Yes, travel by aircraft crosses boundaries. That’s why aeronautics is under exclusive federal jurisdiction. But that isn’t enough to mean that it meets the public importance test set out in the Supreme Court Act. If it were, any case involving aeronautics would automatically go to the SCC. The Court only grants leave to about one hundred cases per year. Part of the assessment of whether to grant leave is by comparison to other cases where leave is sought. Should the Court use its scarce judicial resources for this case? or a case involving a Canadian prisoner at Guantanomo Bay? or a case raising the question of journalistic privilege under the Charter’s guarantee of freedom of the press? or whether a judge properly instructed the jury in a criminal case, leading to the conviction and imprisonment of an individual? It’s not possible to look at one case in isolation and say that it’s clearly so important that the Court should hear it.

Also, there’s no ambiguity or disagreement amongst the courts caused by the Federal Court decision. In affirming the transport board ruling, the FCA has said what the law requires in this area. All of the airlines are under federal jurisdiction and know what their obligation is in this situation. The law is settled. Disagreement amongst the lower courts is one of the reasons that the SCC may grant leave. Since the decision of the FCA applies uniformly to all airlines, that factor is absent, which counts against the SCC granting leave at this time.

Another factor is that the human rights implications of obesity as a disability have not been thoroughly litigated. It may be that the leave panel of the SCC decided that it would be better to let the lower courts grapple with this issue for a while, to develop trends in the case-law dealing with obesity, to help flesh out issues and common fact patterns, before the SCC deals with the issue. The Court appreciates having the thoughts of the lower courts on a new issue before it deals with it.

So the news title should have read Obesity: SCC Fleshes Out and Grows.

I think it’s an ok policy. Presumably Canada has some sort of ADA type law which says that businesses must accommodate disabilities unless it’s an undue hardship on the business.

Realistically, a small enough percentage of the population is obese that this isn’t going to put any airlines out of business or make fares jump dramatically. And like other people say, thin and average-sized people are arguably better off if obese people get two seats.

At the same time, airlines should be given a little leeway to steer their obese customers away from the most heavily booked flights.

Actually, an acquaintance of mine told me the other day that an obese friend of his flies to Las Vegas a few times a year and it’s always a bit uncomfortable because this guy cannot fit into the airplane bathroom. If it’s practical, Boeing ought to build a few planes which are handicapped and obese friendly and all the major airlines could put a few of them into service.

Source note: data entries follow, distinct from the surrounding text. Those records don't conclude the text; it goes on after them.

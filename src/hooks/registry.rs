//! Hook Registry
//!
//! Contains:
//! - `Hook` trait - for implementing hooks
//! - `HookMatcher` - matches tools by regex pattern
//! - `HookRegistry` - stores and runs hooks

use std::any::Any;
use std::collections::HashMap;
use std::panic::{self, AssertUnwindSafe};
use std::sync::{Arc, RwLock};

use anyhow::anyhow;
use regex::Regex;

use super::types::{HookContext, HookEvent, HookResult, PermissionDecision};
use crate::core::{GuardError, GuardResult};
use crate::tools::ToolInvocation;

/// Trait for hook implementations
///
/// Hooks are synchronous and must not block. Returning `Err` (or panicking)
/// aborts the dispatch, and the tool call it was guarding is not executed.
pub trait Hook: Send + Sync {
    /// Name used in logs and errors
    fn name(&self) -> &str {
        "anonymous"
    }

    /// Execute the hook with the given context
    fn call(&self, ctx: &mut HookContext) -> anyhow::Result<HookResult>;
}

/// Implement Hook for closures
impl<F> Hook for F
where
    F: Fn(&mut HookContext) -> anyhow::Result<HookResult> + Send + Sync,
{
    fn call(&self, ctx: &mut HookContext) -> anyhow::Result<HookResult> {
        (self)(ctx)
    }
}

/// Type alias for stored hooks
pub type ArcHook = Arc<dyn Hook>;

/// Matches tools by name pattern and executes a hook
pub struct HookMatcher {
    /// Regex pattern to match tool names (None = match all)
    pattern: Option<Regex>,

    /// Display name, defaults to the hook's own name
    name: String,

    /// The hook to execute
    hook: ArcHook,
}

impl HookMatcher {
    /// Create a matcher that matches all tools
    pub fn new<H: Hook + 'static>(hook: H) -> Self {
        Self {
            pattern: None,
            name: hook.name().to_string(),
            hook: Arc::new(hook),
        }
    }

    /// Create a matcher with a regex pattern
    ///
    /// Pattern examples:
    /// - `"^Bash$"` - match only the Bash tool
    /// - `"Read|Write|Edit"` - match file tools
    /// - `"^mcp__"` - match all MCP tools
    pub fn with_pattern<H: Hook + 'static>(
        pattern: &str,
        hook: H,
    ) -> Result<Self, regex::Error> {
        Ok(Self {
            pattern: Some(Regex::new(pattern)?),
            name: hook.name().to_string(),
            hook: Arc::new(hook),
        })
    }

    /// Override the name shown in logs and errors
    pub fn named(mut self, name: impl Into<String>) -> Self {
        self.name = name.into();
        self
    }

    /// Name of this matcher's hook
    pub fn name(&self) -> &str {
        &self.name
    }

    /// Check if this matcher applies to a tool name
    pub fn matches(&self, tool_name: &str) -> bool {
        match &self.pattern {
            Some(regex) => regex.is_match(tool_name),
            None => true,
        }
    }

    /// Run the hook with the given context
    ///
    /// A panic inside the hook is turned into an error.
    pub fn run(&self, ctx: &mut HookContext) -> anyhow::Result<HookResult> {
        match panic::catch_unwind(AssertUnwindSafe(|| self.hook.call(ctx))) {
            Ok(result) => result,
            Err(payload) => Err(anyhow!(
                "hook panicked: {}",
                panic_message(payload.as_ref())
            )),
        }
    }
}

fn panic_message(payload: &(dyn Any + Send)) -> String {
    if let Some(s) = payload.downcast_ref::<&str>() {
        (*s).to_string()
    } else if let Some(s) = payload.downcast_ref::<String>() {
        s.clone()
    } else {
        "unknown panic payload".to_string()
    }
}

impl std::fmt::Debug for HookMatcher {
    fn fmt(&self, f: &mut std::fmt::Formatter<'_>) -> std::fmt::Result {
        f.debug_struct("HookMatcher")
            .field("name", &self.name)
            .field("pattern", &self.pattern.as_ref().map(|r| r.as_str()))
            .finish()
    }
}

/// A tool invocation after PreToolUse hooks have run
#[derive(Debug, Clone)]
pub struct Dispatched {
    /// The invocation to execute, with every hook rewrite applied
    pub invocation: ToolInvocation,

    /// Combined permission decision of all matched hooks
    pub result: HookResult,
}

impl Dispatched {
    /// Whether a hook denied the invocation
    pub fn is_denied(&self) -> bool {
        self.result.decision == Some(PermissionDecision::Deny)
    }
}

/// Registered matchers, split into the ordinary list and the pinned tail
#[derive(Default)]
struct HookTable {
    regular: HashMap<HookEvent, Vec<Arc<HookMatcher>>>,
    pinned: HashMap<HookEvent, Vec<Arc<HookMatcher>>>,
}

/// Central registry for all hooks
///
/// Registration takes `&self`, so a registry shared as `Arc<HookRegistry>` can
/// still gain hooks at runtime. Each run works on a snapshot of the matchers
/// taken under the read lock.
///
/// Pinned hooks (`add_pinned`) always run after every ordinary hook of the
/// same event, however late the ordinary hook was added.
///
/// # Example
///
/// ```ignore
/// let hooks = HookRegistry::new();
///
/// hooks.add_with_pattern(HookEvent::PreToolUse, "^Bash$", |ctx: &mut HookContext| {
///     if ctx.input_str("command").unwrap_or("").contains("rm -rf") {
///         Ok(HookResult::deny("Dangerous command blocked"))
///     } else {
///         Ok(HookResult::none())
///     }
/// })?;
/// ```
#[derive(Default)]
pub struct HookRegistry {
    hooks: RwLock<HookTable>,

    /// Stop running hooks after the first Deny
    short_circuit_on_deny: bool,
}

impl HookRegistry {
    /// Create a new empty registry
    pub fn new() -> Self {
        Self::default()
    }

    /// Stop at the first Deny instead of running every matched hook
    pub fn with_short_circuit_on_deny(mut self, enabled: bool) -> Self {
        self.short_circuit_on_deny = enabled;
        self
    }

    /// Add a hook that matches all tools
    pub fn add<H: Hook + 'static>(&self, event: HookEvent, hook: H) -> GuardResult<&Self> {
        self.add_matcher(event, HookMatcher::new(hook))
    }

    /// Add a hook with a tool name pattern
    pub fn add_with_pattern<H: Hook + 'static>(
        &self,
        event: HookEvent,
        pattern: &str,
        hook: H,
    ) -> GuardResult<&Self> {
        self.add_matcher(event, HookMatcher::with_pattern(pattern, hook)?)
    }

    /// Add a pre-built matcher
    pub fn add_matcher(&self, event: HookEvent, matcher: HookMatcher) -> GuardResult<&Self> {
        tracing::debug!("[HookRegistry] Registering {:?} for {}", matcher, event);
        self.hooks
            .write()
            .map_err(|_| GuardError::RegistryPoisoned)?
            .regular
            .entry(event)
            .or_default()
            .push(Arc::new(matcher));
        Ok(self)
    }

    /// Add a matcher that runs after all ordinary hooks of `event`
    ///
    /// Pinned matchers run in the order they were pinned.
    pub fn add_pinned(&self, event: HookEvent, matcher: HookMatcher) -> GuardResult<&Self> {
        tracing::debug!("[HookRegistry] Pinning {:?} for {}", matcher, event);
        self.hooks
            .write()
            .map_err(|_| GuardError::RegistryPoisoned)?
            .pinned
            .entry(event)
            .or_default()
            .push(Arc::new(matcher));
        Ok(self)
    }

    /// Check if there are any hooks for an event
    pub fn has_hooks(&self, event: HookEvent) -> bool {
        self.hook_count(event) > 0
    }

    /// Get the number of hooks for an event
    pub fn hook_count(&self, event: HookEvent) -> usize {
        self.hooks
            .read()
            .map(|table| {
                let regular = table.regular.get(&event).map(|v| v.len()).unwrap_or(0);
                let pinned = table.pinned.get(&event).map(|v| v.len()).unwrap_or(0);
                regular + pinned
            })
            .unwrap_or(0)
    }

    fn snapshot(&self, ctx: &HookContext) -> GuardResult<Vec<Arc<HookMatcher>>> {
        let table = self.hooks.read().map_err(|_| GuardError::RegistryPoisoned)?;
        let regular = table.regular.get(&ctx.event).into_iter().flatten();
        let pinned = table.pinned.get(&ctx.event).into_iter().flatten();

        Ok(regular
            .chain(pinned)
            .filter(|matcher| match (&ctx.tool_name, ctx.event.is_tool_event()) {
                (Some(name), true) => matcher.matches(name),
                _ => true,
            })
            .cloned()
            .collect())
    }

    /// Run all matching hooks for an event
    ///
    /// For tool hooks, filters by tool name.
    /// For non-tool hooks (like UserPromptSubmit), runs all hooks.
    ///
    /// Hooks run in registration order, pinned hooks last. A returned `updated_input` replaces
    /// `ctx.tool_input` before the next hook runs, so rewrites compose.
    ///
    /// Permission decisions are combined with priority:
    /// - If ANY hook said Deny → DENY (most restrictive wins)
    /// - Else if ANY hook said Allow → ALLOW
    /// - Else if ANY hook said Ask → ASK
    /// - Else (all said None) → NONE (continue normal flow)
    ///
    /// A hook error or panic stops the run and is returned as
    /// `GuardError::HookFailed`.
    pub fn run(&self, ctx: &mut HookContext) -> GuardResult<HookResult> {
        let matchers = self.snapshot(ctx)?;
        let mut combined = HookResult::none();

        for matcher in &matchers {
            let mut result = matcher.run(ctx).map_err(|e| {
                tracing::warn!(
                    "[HookRegistry] Hook '{}' failed during {}: {:#}",
                    matcher.name(),
                    ctx.event,
                    e
                );
                GuardError::HookFailed {
                    hook: matcher.name().to_string(),
                    event: ctx.event,
                    tool: ctx.tool_name.clone().unwrap_or_else(|| "-".to_string()),
                    reason: format!("{:#}", e),
                }
            })?;

            if let Some(updated) = result.updated_input.take() {
                tracing::debug!(
                    "[HookRegistry] Hook '{}' rewrote tool input",
                    matcher.name()
                );
                ctx.tool_input = Some(updated);
            }

            combined = combine_results(combined, result);

            if self.short_circuit_on_deny && combined.decision == Some(PermissionDecision::Deny) {
                tracing::debug!(
                    "[HookRegistry] Short-circuiting on Deny (remaining hooks skipped)"
                );
                break;
            }
        }

        Ok(combined)
    }

    /// Run the hooks for a tool event and return the invocation to execute
    ///
    /// The returned invocation carries every rewrite; the original is never
    /// used in its place. A hook that leaves no tool input behind is an
    /// error, as is any hook failure. Any error means the tool must not run.
    pub fn dispatch(
        &self,
        event: HookEvent,
        invocation: ToolInvocation,
    ) -> GuardResult<Dispatched> {
        let mut ctx = HookContext::for_tool(event, &invocation);
        let result = self.run(&mut ctx)?;

        let Some(input) = ctx.tool_input else {
            tracing::warn!(
                "[HookRegistry] {} hooks removed the input of {}",
                event,
                invocation.tool_name
            );
            return Err(GuardError::invalid_input(
                invocation.tool_name,
                "tool input was removed by a hook",
            ));
        };

        Ok(Dispatched {
            invocation: ToolInvocation { input, ..invocation },
            result,
        })
    }
}

/// Combine two hook results
///
/// Priority: Deny > Allow > Ask > None
fn combine_results(a: HookResult, b: HookResult) -> HookResult {
    match (a.decision, b.decision) {
        (Some(PermissionDecision::Deny), _) => a,
        (_, Some(PermissionDecision::Deny)) => b,

        (Some(PermissionDecision::Allow), _) => a,
        (_, Some(PermissionDecision::Allow)) => b,

        (Some(PermissionDecision::Ask), _) => a,
        (_, Some(PermissionDecision::Ask)) => b,

        _ => HookResult::none(),
    }
}

impl std::fmt::Debug for HookRegistry {
    fn fmt(&self, f: &mut std::fmt::Formatter<'_>) -> std::fmt::Result {
        let mut map = f.debug_map();
        if let Ok(table) = self.hooks.read() {
            for (event, matchers) in table.regular.iter() {
                let pinned = table.pinned.get(event).map(|v| v.len()).unwrap_or(0);
                map.entry(event, &(matchers.len() + pinned));
            }
            for (event, matchers) in table.pinned.iter() {
                if !table.regular.contains_key(event) {
                    map.entry(event, &matchers.len());
                }
            }
        }
        map.finish()
    }
}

The question is whether the case raises issues of law of significance great enough to justify a SC hearing. The “issues of national importance” is a judgment call on the significance of the case, not simply on the inter-jurisdictional nature of it.

A refusal to hear the matter says nothing whatsoever about the merits of the case - it merely means that, as far as the SC is concerned, it isn’t a case (rightly or wrongly decided) which is important enough to merit a full SC review. Few are - SC resources are limited and the court must carefully choose which cases to take.

Your assumption is not correct - the SC could well decide, if the issue keeps getting raised in other contexts by other courts, that the issue is now of sufficient importance to be laid to rest by a conclusive SC decision, particularly if different courts keep comming to conflicting decisions.